▶ PROBLEM
In the material below, the lines containing the word "Deserialize" are required; copy each of them.

▶ MATERIAL SUPPLIED
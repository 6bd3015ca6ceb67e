//! Gallery queries: listing a user's media with filtering, and grouping
//! it into albums.
//!
//! The filesystem is the source of truth for which media exists: the query
//! layer lists the owner's directory and joins the metadata documents onto
//! whatever it finds there. Metadata entries for files no longer on disk
//! are simply not surfaced.

use chrono::{DateTime, Utc};
use serde::{Deserialize, Serialize};

use galerie_common::{AppError, AppResult, MediaConfig, MediaKind};
use galerie_db::entities::user;

use super::metadata::{MetadataDocs, MetadataStore};

/// How many files an album summary shows as preview thumbnails.
const ALBUM_PREVIEW_LIMIT: usize = 5;

/// Optional gallery filters.
#[derive(Debug, Default, Deserialize)]
pub struct GalleryFilter {
    /// Exact tag membership, matched case-insensitively.
    pub tag: Option<String>,
    /// Case-insensitive substring over filename, description, album title
    /// and tags.
    pub search: Option<String>,
}

/// One media item as presented to a viewer.
#[derive(Debug, Clone, Serialize)]
pub struct MediaEntry {
    pub filename: String,
    pub kind: MediaKind,
    pub description: String,
    pub album: Option<String>,
    pub tags: Vec<String>,
    pub comments: Vec<String>,
    /// Serving path for the original file.
    pub url: String,
    /// Serving path for the preview image. For videos this points at the
    /// cached JPEG; for images it is the file itself.
    pub thumbnail_url: String,
    pub modified_at: DateTime<Utc>,
}

/// One album with its contents summarized.
#[derive(Debug, Clone, Serialize)]
pub struct AlbumSummary {
    pub title: String,
    pub image_count: usize,
    pub video_count: usize,
    /// Newest files in the album, up to the preview limit.
    pub previews: Vec<MediaEntry>,
    /// Is this album in the viewing user's favorites list?
    pub favorited: bool,
}

/// Read-only gallery queries over a user's own directory.
#[derive(Clone)]
pub struct GalleryService {
    store: MetadataStore,
    media: MediaConfig,
}

impl GalleryService {
    #[must_use]
    pub const fn new(store: MetadataStore, media: MediaConfig) -> Self {
        Self { store, media }
    }

    /// List the owner's media, newest first, applying the given filters.
    pub async fn list(
        &self,
        owner: &user::Model,
        filter: &GalleryFilter,
    ) -> AppResult<Vec<MediaEntry>> {
        let docs = self.store.load().await?;
        let mut entries = self.scan(&owner.id, &docs).await?;
        entries.retain(|e| matches_filter(e, filter));
        Ok(entries)
    }

    /// Group the owner's media into album summaries, alphabetically by
    /// title. Albums with no files yet still appear, via their title
    /// self-mapping in the album document.
    pub async fn albums(&self, owner: &user::Model) -> AppResult<Vec<AlbumSummary>> {
        let docs = self.store.load().await?;
        let entries = self.scan(&owner.id, &docs).await?;

        let mut titles: Vec<String> = docs
            .albums()
            .titles()
            .into_iter()
            .map(str::to_string)
            .collect();
        titles.sort();

        let favorites = docs.albums().favorites_for(&owner.id);

        let summaries = titles
            .into_iter()
            .map(|title| {
                let members: Vec<&MediaEntry> = entries
                    .iter()
                    .filter(|e| e.album.as_deref() == Some(title.as_str()))
                    .collect();
                AlbumSummary {
                    image_count: members
                        .iter()
                        .filter(|e| e.kind == MediaKind::Image)
                        .count(),
                    video_count: members
                        .iter()
                        .filter(|e| e.kind == MediaKind::Video)
                        .count(),
                    previews: members
                        .iter()
                        .take(ALBUM_PREVIEW_LIMIT)
                        .map(|e| (*e).clone())
                        .collect(),
                    favorited: favorites.contains(&title),
                    title,
                }
            })
            .collect();

        Ok(summaries)
    }

    /// The owner's files assigned to one album title, newest first.
    /// The title must exist in the album registry.
    pub async fn album(&self, owner: &user::Model, title: &str) -> AppResult<Vec<MediaEntry>> {
        let docs = self.store.load().await?;
        if !docs.albums().titles().contains(&title) {
            return Err(AppError::NotFound(format!("Album {title}")));
        }

        let mut entries = self.scan(&owner.id, &docs).await?;
        entries.retain(|e| e.album.as_deref() == Some(title));
        Ok(entries)
    }

    /// Every tag in use, deduplicated case-insensitively and sorted.
    /// There is no tag registry; this is the union of the per-file lists.
    pub async fn all_tags(&self) -> AppResult<Vec<String>> {
        let docs = self.store.load().await?;

        let mut seen = std::collections::BTreeMap::new();
        for tags in docs.tags().values() {
            for tag in tags {
                seen.entry(tag.to_lowercase()).or_insert_with(|| tag.clone());
            }
        }
        Ok(seen.into_values().collect())
    }

    /// Scan the owner's directory and join metadata onto every
    /// allow-listed file, newest first.
    async fn scan(&self, owner_id: &str, docs: &MetadataDocs) -> AppResult<Vec<MediaEntry>> {
        let dir = self.media.upload_dir.join(owner_id);

        let mut read_dir = match tokio::fs::read_dir(&dir).await {
            Ok(rd) => rd,
            Err(e) if e.kind() == std::io::ErrorKind::NotFound => return Ok(Vec::new()),
            Err(e) => {
                return Err(AppError::Internal(format!("{}: {e}", dir.display())));
            }
        };

        let mut entries = Vec::new();
        loop {
            let entry = read_dir
                .next_entry()
                .await
                .map_err(|e| AppError::Internal(format!("{}: {e}", dir.display())))?;
            let Some(entry) = entry else { break };

            let filename = entry.file_name().to_string_lossy().into_owned();
            let Some(kind) = MediaKind::from_filename(&filename) else {
                continue;
            };

            let modified_at = entry
                .metadata()
                .await
                .ok()
                .and_then(|m| m.modified().ok())
                .map_or_else(Utc::now, DateTime::<Utc>::from);

            entries.push(self.build_entry(owner_id, filename, kind, modified_at, docs));
        }

        entries.sort_by(|a, b| {
            b.modified_at
                .cmp(&a.modified_at)
                .then_with(|| b.filename.cmp(&a.filename))
        });

        Ok(entries)
    }

    fn build_entry(
        &self,
        owner_id: &str,
        filename: String,
        kind: MediaKind,
        modified_at: DateTime<Utc>,
        docs: &MetadataDocs,
    ) -> MediaEntry {
        let url = format!("/api/media/{owner_id}/{filename}");
        let thumbnail_url = match kind {
            MediaKind::Video => {
                let stem = filename.rsplit_once('.').map_or(filename.as_str(), |(s, _)| s);
                format!("/api/thumbnails/{stem}.jpg")
            }
            MediaKind::Image => url.clone(),
        };

        MediaEntry {
            description: docs.description_of(&filename).to_string(),
            album: docs.albums().get(&filename).map(str::to_string),
            tags: docs.tags_of(&filename).to_vec(),
            comments: docs.comments_of(&filename).to_vec(),
            url,
            thumbnail_url,
            modified_at,
            filename,
            kind,
        }
    }
}

fn matches_filter(entry: &MediaEntry, filter: &GalleryFilter) -> bool {
    if let Some(tag) = normalized(&filter.tag) {
        if !entry.tags.iter().any(|t| t.to_lowercase() == tag) {
            return false;
        }
    }

    if let Some(query) = normalized(&filter.search) {
        let hit = entry.filename.to_lowercase().contains(&query)
            || entry.description.to_lowercase().contains(&query)
            || entry
                .album
                .as_deref()
                .is_some_and(|a| a.to_lowercase().contains(&query))
            || entry.tags.iter().any(|t| t.to_lowercase().contains(&query));
        if !hit {
            return false;
        }
    }

    true
}

fn normalized(value: &Option<String>) -> Option<String> {
    value
        .as_deref()
        .map(str::trim)
        .filter(|v| !v.is_empty())
        .map(str::to_lowercase)
}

▶ RESULT
use serde::{Deserialize, Serialize};
#[derive(Debug, Default, Deserialize)]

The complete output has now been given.